I have no regrets about speaking out but I wish I‘d better understood how it would make me more vulnerable. I’m interested in talking to folks about how to mitigate this kind of thing, too. 6/6
— Leigh Honeywell (@hypatiadotca) February 20, 2019
Honeywell also took a public and personal role in the controversy over security researcher and journalist Jacob Appelbaum, who faced accusations of sexual misconduct, including rape, from multiple women.
In a 2016 blog post, Honeywell told her own stories of mistreatment by Appelbaum during a period of romantic involvement a decade earlier. “In that time we spent together, he violated boundaries I set as though they were a game,” she claims.
Honeywell delved into electoral politics in 2016, volunteering for the Clinton campaign and spearheading protest against president-elect Trump’s immigration policies at the end of that year with the Never Again Pledge. She led a team of volunteers, including Liz Fong-Jones, in collecting 2,843 verified signatures of tech workers pledging to not build databases of Muslims or other groups that might be targeted by the new administration for surveillance or deportation.
Stereotypes of feminists or political activists as dour or angry melt away in meeting Honeywell. Her nearly always-smiling face is crowned by short hair dyed in an oft-changing assortment of colors (red, orange, pink, green), and she speaks in the cheery, modest tone that definitely reinforces the Canadian stereotype.
Honeywell has a sense of humor about her niche or nerdy interests and affiliations. She chuckles when recalling that she and Dean owe their connection to a feminist science fiction convention in 2011. Honeywell met a friend of Dean’s at the event, which led to their partnership.

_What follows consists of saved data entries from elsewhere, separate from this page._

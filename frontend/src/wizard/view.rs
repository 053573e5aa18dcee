use std::rc::Rc;

use yew::prelude::*;
use web_sys::{HtmlInputElement, HtmlSelectElement};
use log::warn;

use crate::api::Gateways;
use crate::catalog::{Catalog, SelectOption};
use crate::wizard::{
    submit_lead, Effect, Field, NoticeTone, Step, WizardAction, WizardState, SubmissionPolicy,
};

#[derive(Properties, PartialEq)]
pub struct LeadFormProps {
    pub catalog: Rc<Catalog>,
    pub gateways: Gateways,
    #[prop_or_default]
    pub policy: SubmissionPolicy,
}

pub struct LeadForm {
    state: WizardState,
}

impl Component for LeadForm {
    type Message = WizardAction;
    type Properties = LeadFormProps;

    fn create(_ctx: &Context<Self>) -> Self {
        Self {
            state: WizardState::new(),
        }
    }

    fn update(&mut self, ctx: &Context<Self>, msg: Self::Message) -> bool {
        if let WizardAction::ToggleChallenge(label) = &msg {
            if !ctx.props().catalog.is_known_challenge(label) {
                warn!("ignoring unknown challenge {:?}", label);
                return false;
            }
        }

        let (state, effect) = std::mem::take(&mut self.state).reduce(msg);
        self.state = state;
        if let Effect::Submit(request) = effect {
            let gateway = ctx.props().gateways.submission.clone();
            let policy = ctx.props().policy;
            ctx.link().send_future(async move {
                WizardAction::SubmissionResolved(submit_lead(gateway.as_ref(), request, policy).await)
            });
        }
        true
    }

    fn view(&self, ctx: &Context<Self>) -> Html {
        let step = self.state.step;
        let submitting = self.state.is_submitting();

        let onsubmit = ctx.link().callback(|e: SubmitEvent| {
            e.prevent_default();
            WizardAction::Advance
        });
        let on_back = ctx.link().callback(|_: MouseEvent| WizardAction::Back);

        let submit_label = match (step.is_last(), submitting) {
            (true, true) => "Sending...",
            (true, false) => "Request free analysis",
            (false, true) => "Processing...",
            (false, false) => "Next",
        };

        html! {
            <section id="contact" class="lead-section">
                <div class="card lead-card">
                    <div class="section-heading">
                        <h2>{"Get started today"}</h2>
                        <p>{"Free analysis in 3 simple steps"}</p>
                    </div>

                    { self.view_notice(ctx) }

                    <div class="progress">
                        <div class="progress-labels">
                            <span>{format!("Step {} of {}", step.number(), Step::COUNT)}</span>
                            <span>{format!("{}% complete", step.progress_percent())}</span>
                        </div>
                        <div class="progress-track">
                            <div class="progress-bar" style={format!("width: {}%;", step.progress_percent())}></div>
                        </div>
                    </div>

                    <form {onsubmit}>
                        <h3>{step.title()}</h3>
                        {
                            match step {
                                Step::Qualification => self.view_qualification(ctx),
                                Step::Contact => self.view_contact(ctx),
                                Step::Challenges => self.view_challenges(ctx),
                            }
                        }
                        <div class="form-actions">
                            if step.previous().is_some() {
                                <button type="button" class="secondary-button" onclick={on_back} disabled={submitting}>
                                    {"Back"}
                                </button>
                            }
                            <button type="submit" class="cta-button" disabled={submitting}>
                                if submitting {
                                    <span class="loading-spinner"></span>
                                }
                                {submit_label}
                            </button>
                        </div>
                    </form>
                </div>
            </section>
        }
    }
}

impl LeadForm {
    fn view_notice(&self, ctx: &Context<Self>) -> Html {
        let Some(notice) = self.state.notice.as_ref() else {
            return html! {};
        };
        let class = match notice.tone {
            NoticeTone::Confirmed | NoticeTone::Degraded => "success-message",
            NoticeTone::Failed => "error-message",
        };
        html! {
            <div class={classes!("notice", class)}>
                {&notice.message}
                <button type="button" onclick={ctx.link().callback(|_| WizardAction::DismissNotice)}>
                    {"✕"}
                </button>
            </div>
        }
    }

    fn view_error(&self, field: Field) -> Html {
        match self.state.error(field) {
            Some(message) => html! { <div class="field-error">{"⚠ "}{message}</div> },
            None => html! {},
        }
    }

    fn view_select(&self, ctx: &Context<Self>, field: Field, label: &str, options: &[SelectOption]) -> Html {
        let current = self.state.fields.text(field).to_string();
        let onchange = ctx.link().callback(move |e: Event| {
            let select: HtmlSelectElement = e.target_unchecked_into();
            WizardAction::EditField(field, select.value())
        });
        html! {
            <div class="form-field">
                <label for={field.as_str()}>{label}{" *"}</label>
                <select
                    id={field.as_str()}
                    class={classes!(self.state.error(field).map(|_| "invalid"))}
                    {onchange}
                >
                    <option value="" selected={current.is_empty()}>{"Please choose..."}</option>
                    { for options.iter().map(|option| html! {
                        <option value={option.value} selected={current == option.value}>{option.label}</option>
                    }) }
                </select>
                { self.view_error(field) }
            </div>
        }
    }

    fn view_input(&self, ctx: &Context<Self>, field: Field, label: &str, input_type: &'static str, placeholder: &'static str) -> Html {
        let oninput = ctx.link().callback(move |e: InputEvent| {
            let input: HtmlInputElement = e.target_unchecked_into();
            WizardAction::EditField(field, input.value())
        });
        html! {
            <div class="form-field">
                <label for={field.as_str()}>{label}{" *"}</label>
                <input
                    id={field.as_str()}
                    type={input_type}
                    class={classes!(self.state.error(field).map(|_| "invalid"))}
                    value={self.state.fields.text(field).to_string()}
                    {placeholder}
                    {oninput}
                />
                { self.view_error(field) }
            </div>
        }
    }

    fn view_qualification(&self, ctx: &Context<Self>) -> Html {
        let catalog = &ctx.props().catalog;
        html! {
            <>
                { self.view_select(ctx, Field::Budget, "What is your annual IT budget?", &catalog.budget_options) }
                { self.view_select(ctx, Field::Employees, "How many employees does your company have?", &catalog.employee_options) }
                { self.view_select(ctx, Field::Timeline, "When would you like to start?", &catalog.timeline_options) }
            </>
        }
    }

    fn view_contact(&self, ctx: &Context<Self>) -> Html {
        html! {
            <>
                <div class="form-row">
                    { self.view_input(ctx, Field::Name, "First name", "text", "Your first name") }
                    { self.view_input(ctx, Field::Company, "Company", "text", "Your company") }
                </div>
                { self.view_input(ctx, Field::Email, "Email address", "email", "you@company.com") }
                { self.view_input(ctx, Field::Phone, "Phone number", "tel", "+49 123 456 789") }
            </>
        }
    }

    fn view_challenges(&self, ctx: &Context<Self>) -> Html {
        let catalog = &ctx.props().catalog;
        let has_error = self.state.error(Field::Challenges).is_some();
        html! {
            <>
                <p class="hint">{"Select everything that applies: *"}</p>
                <div class={classes!("challenge-list", has_error.then(|| "invalid"))}>
                    { for catalog.challenges.iter().map(|label| {
                        let label = *label;
                        let onchange = ctx.link().callback(move |_: Event| WizardAction::ToggleChallenge(label.to_string()));
                        html! {
                            <label class="challenge-option">
                                <input
                                    type="checkbox"
                                    checked={self.state.fields.has_challenge(label)}
                                    {onchange}
                                />
                                <span>{label}</span>
                            </label>
                        }
                    }) }
                </div>
                { self.view_error(Field::Challenges) }
            </>
        }
    }
}
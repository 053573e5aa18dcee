use std::rc::Rc;

use yew::prelude::*;
use web_sys::window;

use crate::api::Gateways;
use crate::catalog::{Catalog, PricingTier, SuccessStory};
use crate::estimator::view::RoiCalculator;
use crate::pages::countdown::OfferCountdown;
use crate::pages::faq::Faq;
use crate::wizard::view::LeadForm;

pub const LEAD_FORM_ANCHOR: &str = "contact";

fn scroll_to(anchor: &str) {
    if let Some(element) = window()
        .and_then(|w| w.document())
        .and_then(|d| d.get_element_by_id(anchor))
    {
        element.scroll_into_view();
    }
}

#[derive(Properties, PartialEq)]
pub struct LandingProps {
    pub catalog: Rc<Catalog>,
    pub gateways: Gateways,
}

#[function_component(Landing)]
pub fn landing(props: &LandingProps) -> Html {
    let catalog = props.catalog.clone();

    // Scroll to top only on initial mount
    use_effect_with_deps(
        move |_| {
            if let Some(window) = window() {
                window.scroll_to_with_x_and_y(0.0, 0.0);
            }
            || ()
        },
        (),
    );

    let to_form = Callback::from(|_: ()| scroll_to(LEAD_FORM_ANCHOR));
    let to_form_click = {
        let to_form = to_form.clone();
        Callback::from(move |e: MouseEvent| {
            e.prevent_default();
            to_form.emit(());
        })
    };

    html! {
        <div class="landing-page">
            <section class="hero">
                <h1>{"Digitalize your business. Without the software chaos."}</h1>
                <p class="hero-subtitle">
                    {"One integrated system instead of five separate tools, set up by consultants who stay until it works."}
                </p>
                <button class="cta-button hero-cta" onclick={to_form_click.clone()}>
                    {"Get your free analysis"}
                </button>
            </section>

            <OfferCountdown start={catalog.offer_countdown} />

            <RoiCalculator gateways={props.gateways.clone()} on_request_analysis={to_form} />

            <section id="success" class="stories-section">
                <h2>{"How a 15-person contractor reached six-figure profits"}</h2>
                { for catalog.stories.iter().map(story_card) }
            </section>

            <section id="pricing" class="pricing-section">
                <h2>{"Transparent packages"}</h2>
                <div class="pricing-grid">
                    { for catalog.pricing.iter().map(|tier| pricing_card(tier, to_form_click.clone())) }
                </div>
            </section>

            <LeadForm catalog={catalog.clone()} gateways={props.gateways.clone()} />

            <Faq entries={catalog.faqs.clone()} />

            <footer class="footer">
                <p>{"Free analysis • No obligation • Answer within 24 hours"}</p>
            </footer>
        </div>
    }
}

fn story_card(story: &SuccessStory) -> Html {
    html! {
        <div class="card story-card">
            <div class="story-company">
                <h3>{story.company}</h3>
                <p>{story.industry}</p>
                <p>{format!("{} employees", story.employees)}</p>
            </div>
            <div class="story-details">
                <h4>{"Challenge"}</h4>
                <p>{story.challenge}</p>
                <h4>{"Solution"}</h4>
                <p>{story.solution}</p>
                <div class="story-results">
                    <span class="badge">{story.result}</span>
                    <span class="badge">{story.savings}</span>
                </div>
                <blockquote>
                    {format!("\"{}\"", story.quote)}
                    <footer>{format!("{}, {}", story.name, story.role)}</footer>
                </blockquote>
            </div>
        </div>
    }
}

fn pricing_card(tier: &PricingTier, on_choose: Callback<MouseEvent>) -> Html {
    html! {
        <div class={classes!("card", "pricing-card", tier.popular.then(|| "popular"))}>
            if tier.popular {
                <span class="popular-badge">{"Most popular"}</span>
            }
            <h3>{tier.name}</h3>
            <p class="tier-description">{tier.description}</p>
            <div class="tier-price">
                <span class="price">{tier.price}</span>
                <span class="period">{tier.period}</span>
            </div>
            <p class="tier-justification">{tier.justification}</p>
            <ul>
                { for tier.features.iter().map(|feature| html! { <li>{"✓ "}{*feature}</li> }) }
            </ul>
            <p class="tier-guarantee">{tier.guarantee}</p>
            if let Some(savings) = tier.savings {
                <p class="tier-savings">{savings}</p>
            }
            <button class="cta-button" onclick={on_choose}>{"Request free consultation"}</button>
        </div>
    }
}
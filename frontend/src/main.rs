use yew::prelude::*;
use log::{info, Level};
use web_sys::MouseEvent;

mod api;
mod catalog;
mod config;
mod estimator;
mod utils;
mod wizard;
mod pages {
    pub mod countdown;
    pub mod faq;
    pub mod landing;
}

use api::Gateways;
use catalog::Catalog;
use pages::landing::Landing;

#[function_component(Nav)]
pub fn nav() -> Html {
    let menu_open = use_state(|| false);

    let toggle_menu = {
        let menu_open = menu_open.clone();
        Callback::from(move |e: MouseEvent| {
            e.prevent_default();
            menu_open.set(!*menu_open);
        })
    };

    let close_menu = {
        let menu_open = menu_open.clone();
        Callback::from(move |_: MouseEvent| {
            menu_open.set(false);
        })
    };

    let menu_class = if *menu_open {
        "nav-right mobile-menu-open"
    } else {
        "nav-right"
    };

    html! {
        <nav class="top-nav">
            <div class="nav-content">
                <a href="#" class="nav-logo">{"PISTA. Consulting"}</a>
                <button class="burger-menu" onclick={toggle_menu}>
                    <span></span>
                    <span></span>
                    <span></span>
                </button>
                <div class={menu_class}>
                    <a href="#roi" class="nav-link" onclick={close_menu.clone()}>{"Savings"}</a>
                    <a href="#success" class="nav-link" onclick={close_menu.clone()}>{"Success story"}</a>
                    <a href="#pricing" class="nav-link" onclick={close_menu.clone()}>{"Pricing"}</a>
                    <a href="#faq" class="nav-link" onclick={close_menu.clone()}>{"FAQ"}</a>
                    <a href="#contact" class="nav-login-button" onclick={close_menu}>{"Free analysis"}</a>
                </div>
            </div>
        </nav>
    }
}

#[function_component]
fn App() -> Html {
    let catalog = use_memo(|_| Catalog::standard(), ());
    let gateways = use_memo(|_| Gateways::http(), ());

    html! {
        <>
            <style>{STYLES}</style>
            <Nav />
            <Landing catalog={catalog} gateways={(*gateways).clone()} />
        </>
    }
}

const STYLES: &str = r#"
    body { margin: 0; font-family: -apple-system, BlinkMacSystemFont, "Segoe UI", Roboto, Helvetica, Arial, sans-serif; color: #0f172a; background: #fff; }
    .top-nav { position: sticky; top: 0; z-index: 50; background: rgba(255,255,255,0.95); border-bottom: 1px solid #e2e8f0; }
    .nav-content { max-width: 1100px; margin: 0 auto; display: flex; align-items: center; justify-content: space-between; height: 56px; padding: 0 1rem; }
    .nav-logo { font-weight: 700; font-size: 1.1rem; color: #0f172a; text-decoration: none; }
    .nav-right { display: flex; gap: 1.25rem; align-items: center; }
    .nav-link { color: #475569; text-decoration: none; }
    .nav-login-button, .cta-button { background: #dc2626; color: #fff; border: none; border-radius: 6px; padding: 0.6rem 1.2rem; font-weight: 600; cursor: pointer; text-decoration: none; }
    .cta-button:disabled, .secondary-button:disabled { opacity: 0.5; pointer-events: none; }
    .secondary-button { background: #fff; color: #334155; border: 1px solid #cbd5e1; border-radius: 6px; padding: 0.6rem 1.2rem; cursor: pointer; }
    .burger-menu { display: none; background: none; border: none; }
    .burger-menu span { display: block; width: 22px; height: 2px; margin: 4px 0; background: #0f172a; }
    section { max-width: 1100px; margin: 0 auto; padding: 3rem 1rem; }
    .hero { text-align: center; padding: 5rem 1rem; }
    .hero h1 { font-size: 2.5rem; margin-bottom: 1rem; }
    .hero-subtitle { font-size: 1.2rem; color: #475569; }
    .section-heading { text-align: center; margin-bottom: 2rem; }
    .card { border: 1px solid #e2e8f0; border-radius: 8px; padding: 2rem; box-shadow: 0 1px 2px rgba(0,0,0,0.05); background: #fff; }
    .countdown-banner { background: #dc2626; color: #fff; display: flex; justify-content: center; align-items: center; gap: 1rem; padding: 0.75rem; flex-wrap: wrap; }
    .countdown { display: flex; gap: 0.75rem; }
    .countdown-unit { display: flex; flex-direction: column; align-items: center; }
    .countdown-value { font-weight: 700; font-size: 1.25rem; font-variant-numeric: tabular-nums; }
    .countdown-label { font-size: 0.7rem; text-transform: uppercase; }
    .roi-grid { display: grid; grid-template-columns: 1fr 1fr; gap: 2rem; }
    .roi-inputs label { display: block; margin-bottom: 1rem; font-size: 0.9rem; color: #334155; }
    .roi-inputs input { display: block; width: 100%; margin-top: 0.4rem; padding: 0.5rem; border: 1px solid #cbd5e1; border-radius: 6px; }
    .roi-results { background: linear-gradient(135deg, #f0fdf4, #eff6ff); border-radius: 8px; padding: 1.5rem; }
    .roi-row { display: flex; justify-content: space-between; margin: 0.75rem 0; }
    .roi-value { font-weight: 700; }
    .roi-value.positive { color: #16a34a; }
    .roi-value.revenue { color: #2563eb; }
    .roi-value.total { color: #dc2626; font-size: 1.5rem; }
    .roi-note { font-size: 0.75rem; color: #64748b; }
    .roi-cta, .disclaimer { text-align: center; margin-top: 1.5rem; color: #64748b; font-size: 0.85rem; }
    .pricing-grid { display: grid; grid-template-columns: repeat(3, 1fr); gap: 1.5rem; }
    .pricing-card.popular { border: 2px solid #dc2626; }
    .popular-badge, .badge { background: #fee2e2; color: #b91c1c; border-radius: 999px; padding: 0.2rem 0.7rem; font-size: 0.75rem; font-weight: 600; }
    .price { font-size: 2rem; font-weight: 700; margin-right: 0.5rem; }
    .pricing-card ul { list-style: none; padding: 0; }
    .lead-card { max-width: 640px; margin: 0 auto; }
    .progress-labels { display: flex; justify-content: space-between; font-size: 0.85rem; color: #475569; margin-bottom: 0.5rem; }
    .progress-track { background: #e2e8f0; border-radius: 999px; height: 8px; }
    .progress-bar { background: #dc2626; border-radius: 999px; height: 8px; transition: width 0.3s; }
    .form-field { margin-bottom: 1rem; }
    .form-field label { display: block; font-size: 0.9rem; font-weight: 500; margin-bottom: 0.4rem; }
    .form-field input, .form-field select { width: 100%; padding: 0.5rem; border: 1px solid #cbd5e1; border-radius: 6px; box-sizing: border-box; }
    .form-row { display: grid; grid-template-columns: 1fr 1fr; gap: 1rem; }
    .invalid { border-color: #ef4444 !important; background: #fef2f2; }
    .field-error { color: #dc2626; font-size: 0.85rem; margin-top: 0.25rem; }
    .challenge-list { border: 1px solid #e2e8f0; border-radius: 8px; padding: 1rem; }
    .challenge-option { display: flex; gap: 0.75rem; align-items: center; padding: 0.4rem; cursor: pointer; }
    .form-actions { display: flex; justify-content: space-between; margin-top: 2rem; }
    .form-actions .cta-button:only-child { margin-left: auto; }
    .notice { display: flex; justify-content: space-between; align-items: center; padding: 0.75rem 1rem; border-radius: 6px; margin-bottom: 1.5rem; }
    .notice button { background: none; border: none; cursor: pointer; }
    .success-message { background: #f0fdf4; color: #166534; }
    .error-message { background: #fef2f2; color: #991b1b; }
    .loading-spinner { display: inline-block; width: 14px; height: 14px; margin-right: 0.5rem; border: 2px solid rgba(255,255,255,.3); border-radius: 50%; border-top-color: #fff; animation: spin 1s linear infinite; }
    @keyframes spin { to { transform: rotate(360deg); } }
    .faq-item { border-bottom: 1px solid #e2e8f0; }
    .faq-question { width: 100%; display: flex; justify-content: space-between; background: none; border: none; padding: 1rem 0; font-size: 1rem; font-weight: 600; cursor: pointer; text-align: left; }
    .faq-answer { color: #475569; padding-bottom: 1rem; }
    .footer { text-align: center; padding: 2rem; color: #64748b; border-top: 1px solid #e2e8f0; }
    @media (max-width: 768px) {
        .burger-menu { display: block; }
        .nav-right { display: none; }
        .nav-right.mobile-menu-open { display: flex; flex-direction: column; position: absolute; top: 56px; left: 0; right: 0; background: #fff; padding: 1rem; }
        .roi-grid, .pricing-grid, .form-row { grid-template-columns: 1fr; }
        .hero h1 { font-size: 1.8rem; }
    }
"#;

fn main() {
    // Initialize console error panic hook for better error messages
    console_error_panic_hook::set_once();

    // Initialize logging
    console_log::init_with_level(Level::Info).expect("error initializing log");

    info!("Starting application");
    yew::Renderer::<App>::new().render();
}
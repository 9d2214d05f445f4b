// 2D transformation module: rigid local frames used to place objects on surfaces
// A frame is an origin plus a rotation; local x' runs along the tangent, local y' along the normal.

use nalgebra::{Matrix3, Rotation2};

use super::point::Point;
use crate::config::GEOMETRY_TOLERANCE;

/// 2D rigid transformation (rotation followed by translation)
///
/// Represents a local coordinate frame anchored at `origin` and rotated by
/// `angle` radians (counterclockwise). The angle is fixed at construction, so
/// `local_to_world` and `world_to_local` are exact inverses of each other.
#[derive(Debug, Clone, Copy, PartialEq)]
pub struct Transform2D {
    origin: Point,
    angle: f64,
    rotation: Rotation2<f64>,
}

impl Transform2D {
    /// Create a frame at `origin` rotated by `angle` radians
    ///
    /// # Arguments
    /// * `origin` - Frame origin in world coordinates
    /// * `angle` - Rotation angle in radians (counterclockwise)
    pub fn new(origin: impl Into<Point>, angle: f64) -> Self {
        Self {
            origin: origin.into(),
            angle,
            rotation: Rotation2::new(angle),
        }
    }

    /// Create a frame whose rotation is given in degrees
    pub fn from_degrees(origin: impl Into<Point>, angle_deg: f64) -> Self {
        Self::new(origin, angle_deg.to_radians())
    }

    /// Create the identity frame (world origin, no rotation)
    pub fn identity() -> Self {
        Self::new(Point::ORIGIN, 0.0)
    }

    /// Create a translation-only frame
    pub fn translation(origin: impl Into<Point>) -> Self {
        Self::new(origin, 0.0)
    }

    pub fn origin(&self) -> Point {
        self.origin
    }

    /// Rotation angle in radians
    pub fn angle(&self) -> f64 {
        self.angle
    }

    /// Rotation angle in degrees
    pub fn angle_deg(&self) -> f64 {
        self.angle.to_degrees()
    }

    /// Unit vector of the local x' axis in world coordinates: (cos θ, sin θ)
    pub fn tangent(&self) -> Point {
        Point::new(self.angle.cos(), self.angle.sin())
    }

    /// Unit vector of the local y' axis in world coordinates: (-sin θ, cos θ)
    pub fn normal(&self) -> Point {
        Point::new(-self.angle.sin(), self.angle.cos())
    }

    /// Convert a point from local frame coordinates to world coordinates
    ///
    /// `world = origin + R(θ) · p`
    pub fn local_to_world(&self, local: impl Into<Point>) -> Point {
        let local: Point = local.into();
        self.origin + Point::from(self.rotation * local.to_vector())
    }

    /// Convert a point from world coordinates to local frame coordinates
    ///
    /// Inverse of [`Transform2D::local_to_world`]: untranslate, then unrotate.
    pub fn world_to_local(&self, world: impl Into<Point>) -> Point {
        let world: Point = world.into();
        let translated = world - self.origin;
        Point::from(self.rotation.inverse() * translated.to_vector())
    }

    /// Rotate a direction vector into world coordinates (translation ignored)
    pub fn local_vector_to_world(&self, vector: impl Into<Point>) -> Point {
        let vector: Point = vector.into();
        Point::from(self.rotation * vector.to_vector())
    }

    /// Rotate a world direction vector into the local frame (translation ignored)
    pub fn world_vector_to_local(&self, vector: impl Into<Point>) -> Point {
        let vector: Point = vector.into();
        Point::from(self.rotation.inverse() * vector.to_vector())
    }

    /// Compose this frame with another one
    ///
    /// The result maps a point through `self` first, then through `other`.
    pub fn then(&self, other: &Transform2D) -> Transform2D {
        Transform2D::new(
            other.local_to_world(self.origin),
            self.angle + other.angle,
        )
    }

    /// Inverse frame: maps world coordinates back into this frame's local coordinates
    pub fn inverse(&self) -> Transform2D {
        Transform2D::new(
            Point::from(self.rotation.inverse() * (-self.origin).to_vector()),
            -self.angle,
        )
    }

    /// Convert to a 3x3 homogeneous matrix
    #[rustfmt::skip]
    pub fn to_matrix(&self) -> Matrix3<f64> {
        let cos_r = self.angle.cos();
        let sin_r = self.angle.sin();

        Matrix3::new(
            cos_r, -sin_r, self.origin.x,
            sin_r,  cos_r, self.origin.y,
            0.0,    0.0,   1.0,
        )
    }

    /// Check if this is the identity frame
    pub fn is_identity(&self) -> bool {
        self.origin.norm() < GEOMETRY_TOLERANCE && self.angle.abs() < GEOMETRY_TOLERANCE
    }
}

impl Default for Transform2D {
    fn default() -> Self {
        Self::identity()
    }
}
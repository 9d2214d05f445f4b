// Surfaces module: supports that objects are placed on
// Each surface hands out a local frame at parameter t along its extent

// ======================== MODULE DECLARATIONS ========================
pub mod ceiling;
pub mod ground;
pub mod incline;
pub mod surface;
pub mod table;

mod _tests_incline;

// ======================== SURFACE CAPABILITY ========================
pub use surface::Surface; // trait - parameterized support
// Surface trait methods:
//   surface_transform(&self, t: f64) -> Transform2D   - frame at t (0 = left end, 1 = right end)
//   point_on_surface(&self, t: f64) -> Point          - frame origin at t

// ======================== FLAT SURFACES ========================
pub use ground::Ground; // struct - hatched ground line
// Ground impl methods:
//   new(y: f64, xlim: (f64, f64)) -> Self             - ground at height y
//   with_depth / with_hatch_spacing / with_fill       - drawing options
//   hatch_lines(&self) -> Vec<(Point, Point)>         - slanted hatch segments
pub use table::Table; // struct - raised slab, surface at y + height
// Table impl methods:
//   new(x, y, width, height) -> Self                  - lower-left corner plus size
//   top_y(&self) -> f64                               - placement height
pub use ceiling::Ceiling; // struct - hatched bar to hang ropes from (not a Surface)
// Ceiling impl methods:
//   new(y: f64, xlim: (f64, f64)) -> Self             - underside at height y
//   anchor_at(&self, t: f64) -> Point                 - attachment point along the underside

// ======================== INCLINES ========================
pub use incline::{
    AngleMark,      // struct - arc in the slope's bottom corner
    Incline,        // struct - right-triangle ramp
    InclineShape,   // enum - WidthHeight, WidthAngle, HeightAngle
    SlopeDirection, // enum - Rising ('+'), Falling ('-')
};
// Incline impl methods:
//   new(origin, direction, shape) -> Result<Self>     - InvalidInclineParameters on bad input
//   point_on_surface(&self, t: f64) -> Point          - t = 0 is always the left end
//   slope_start / slope_end                           - high end / low end
//   angle_rad / angle_deg / width / height            - resolved shape
//   surface_angle(&self) -> f64                       - +θ rising, -θ falling
//   vertices(&self) -> [Point; 3]                     - triangle outline
//   angle_mark(&self) -> AngleMark                    - angle arc geometry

Feminist activism earned a subtle shout-out for Tall Poppy’s work on the Netflix supernatural saga The OA, created by the show’s star, Brit Marling. In episode two of its current season, a private investigator (in a parallel-universe San Francisco) calls a friend for help in his research.
“How are you…?” he asks.
“I’m with an author who’s about to publish a feminist text, arming all of her accounts so she doesn’t get hacked, doxxed, terrorized, stalked, you name it,” she replies.
Honeywell giggles when I tell her about the scene. “I had lunch with Brit about two years ago,” she says, explaining that feminist writer, historian, and activist Rebecca Solnit introduced them. “We talked about a bunch of computer security stuff, including whistleblower security.”
Tall Poppy also gained national attention during the harassment scandal that triggered the Google Walkout protest of November 2018. Honeywell continues to provide free consultations for people at risk of harassment, including her friend Star Simpson. The hardware engineer was one of the main sources in an October 2018 New York Times expose on sexual harassment by senior Google executives.
Simpson came to Honeywell a few weeks before the story ran, to proactively lock down her online presence–a meeting that was later covered in the press.
“This is the story that spawned 20,000 Googlers walking out” says Honeywell. “Yeah, it felt really good to be able to support people who were speaking truth to power.”